Originally published May 10, 2016
While the title may be a little cheeky, it’s also meant to be serious. I’ve wanted to visit Oslo, Norway since I first learned to say 'uff da', but it’s taken me a while to get here, and with the long wait, more pressure for it to deliver.
Unlike other places in my year of travel, I expected Norway to resonate with me. Because, like many Americans, I identify with the ancestry of my forebears and in the case of my mother's family, they are descended from Norwegians who settled in the rural farming community of Oslo, Minnesota. Today, Oslo, Minnesota is a town that still retains strong Scandinavian customs, particularly food. It's completely irrational (Oslo, Norway being a big city and Oslo, Minnesota being a small town), but I expected Norway to feel a bit like a visit to Grandpa and Grandma’s house- comforting and familiar with a taste of Scandinavia. That taste, of course, being of black coffee and lefse. Maybe a side of lutefisk.
Grandpa and Grandma were practical, hard working Lutheran farmers, but they knew how to have fun. Grandpa, a ski jumper in his youth, loved the outdoors, playing cards and enjoyed a scalding hot cup of strong black coffee. The man had asbestos lips! Grandma was known for her quick wit and piano playing, love of Scrabble and baking proficiency- buns, donuts, cakes and, of course, lefse.
I always felt like their Norwegian heritage was an important influence in who they were as people. So, while I knew Norway wasn’t going to actually be like Grandma and Grandpa's, I just wanted to experience a sliver of where it originally came from.
Oslo, Norway may have had that folksy feeling before the oil. Today, the discovery of significant petroleum reserves in the North Sea has made Norway one of the richest countries in the world with the largest sovereign wealth fund approaching a trillion dollars. After centuries of being known as a country of poor farmers (with a penchant for trolls and gnomes), I must say, go Norge!
So, what are they doing with all that money? Well, they are trying to spend it, but these are practical people and you don't overturn centuries of low-frills pragmatism overnight.
They do have some nice cars. Tesla is the number one selling auto in Norway (and the second largest market after the US), shocking when you consider the price tag of nearly $100,000. In a bizarre case of guilt and atonement, while they made their money on oil, they favor electric cars.
They are also creating amazing buildings. It’s an architect's dream in Oslo with ultra-modern structures transforming the city on a massive scale. The Aker Brygge district is one example of this architectural makeover with upscale condos, a modern art museum and high-end restaurants forming a luxurious waterfront cocoon.
Naturally, all that money has brought in investment bankers, venture capitalists and consultants and to house them, a block of architecturally significant office buildings known collectively as Bar Code was built.
After our first day of walking around touring this high-end city, I thought I might have to seek out the ‘real’ Norway in Gjovik, a two hour train ride north of Oslo and birthplace of Grandma’s relatives.
Traditional travel wisdom advises one to avoid the game of seeking out the ‘real’ in a place.
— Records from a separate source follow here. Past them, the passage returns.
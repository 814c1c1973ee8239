use rollcall_core::{AppError, Page};
use rollcall_db::{Listing, Store};
use rollcall_models::{Class, ClassId, Student, TeacherId};
use tracing::instrument;

use crate::utils::map_store_error;

pub struct ClassService;

impl ClassService {
    /// Path ids that are not UUIDs cannot name any class.
    pub fn parse_class_id(raw: &str) -> Result<ClassId, AppError> {
        raw.parse().map_err(|_| AppError::class_not_found())
    }

    #[instrument(skip(store))]
    pub async fn list_classes(
        store: &dyn Store,
        teacher_id: TeacherId,
        page: Page,
    ) -> Result<Listing<Class>, AppError> {
        store
            .list_classes_for_teacher(teacher_id, page)
            .await
            .map_err(map_store_error)
    }

    /// The class if it exists and belongs to `teacher_id`; the same 404 otherwise.
    #[instrument(skip(store))]
    pub async fn get_owned_class(
        store: &dyn Store,
        class_id: ClassId,
        teacher_id: TeacherId,
    ) -> Result<Class, AppError> {
        store
            .find_owned_class(class_id, teacher_id)
            .await
            .map_err(map_store_error)?
            .ok_or_else(AppError::class_not_found)
    }

    #[instrument(skip(store))]
    pub async fn list_students(
        store: &dyn Store,
        class_id: ClassId,
        teacher_id: TeacherId,
        page: Page,
    ) -> Result<Listing<Student>, AppError> {
        let class = Self::get_owned_class(store, class_id, teacher_id).await?;

        store
            .list_students(class.id, page)
            .await
            .map_err(map_store_error)
    }
}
Everywhere is real and the trick is to accept things for what they are, not what you want them to be.
After this pep talk, I decided to focus Day Two on people. Despite the signs of wealth, Oslo doesn’t give off a high power vibe or put on airs. The Norwegians I encountered are stoic, proud and down-to-earth, much like their relatives in Oslo, Minnesota. What is it- the cold temperatures and lutefisk consumption?
We stopped for lunch at Engebret Café, which provided a bit of that familiar feeling. The oldest restaurant in Oslo, it was filled with older Norwegian men eating smorbrod (open-faced sandwiches) and drinking black coffee. Their voices were low and pleasant with an occasional chuckle punctuating their good-natured conversation. It reminded me of the men playing cards around the Hoff kitchen table.
The waitress asked about our plans in Norway and when I mentioned we had three days in Oslo before leaving for Stockholm, she lamented, ‘What a pity, you should get out and see the real Norway instead of Oslo.’
So much for traditional wisdom. Maybe I should have hopped that train to Gjovik?
Holmenkollen Ski Jump was another favorite, providing a ‘wild soul’ moment. Even though the season was over, I had the overwhelming urge to tuck into a crouch and ski down the slope. While the ski jump offers spectacular views, I loved the museum inside even more as it details the history of ski jump and cross country skiing in Norway. So while the outside looks futuristic, inside is filled with old skis, examples of Rosemaling and photos of families skiing while dressed in national costume.
Perry is in the lower lefthand corner
On Day Three, we did the typical tourist circuit with a Fjord cruise and museum hopping.
So, is Oslo really my spirit animal? Did its traits resonate deeply in my soul? Maybe not, but Oslo is a very lovely city- safe, clean, livable and her people are friendly. While it didn't feel exactly like I expected (isn't that life, really?), the reality turned out even better.
I did get one thing right. Black coffee and lefse. Good, strong filter coffee was available everywhere and lefse is available year round in the bakery alongside the sliced bread.